> [Source records]:
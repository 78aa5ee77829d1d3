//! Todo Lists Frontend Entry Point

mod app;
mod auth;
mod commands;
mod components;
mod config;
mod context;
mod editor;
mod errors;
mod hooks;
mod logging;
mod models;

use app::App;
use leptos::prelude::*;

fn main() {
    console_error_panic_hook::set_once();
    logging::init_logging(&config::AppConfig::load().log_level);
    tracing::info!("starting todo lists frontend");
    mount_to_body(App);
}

> [Task brief]: The full data must appear again, retyped in every detail.

> [Exercise output]:
repository 78aa5ee77829d1d3
//! Todo Lists Frontend Entry Point

mod app;
mod auth;
mod commands;
mod components;
mod config;
mod context;
mod editor;
mod errors;
mod hooks;
mod logging;
mod models;

use app::App;
use leptos::prelude::*;

fn main() {
    console_error_panic_hook::set_once();
    logging::init_logging(&config::AppConfig::load().log_level);
    tracing::info!("starting todo lists frontend");
    mount_to_body(App);
}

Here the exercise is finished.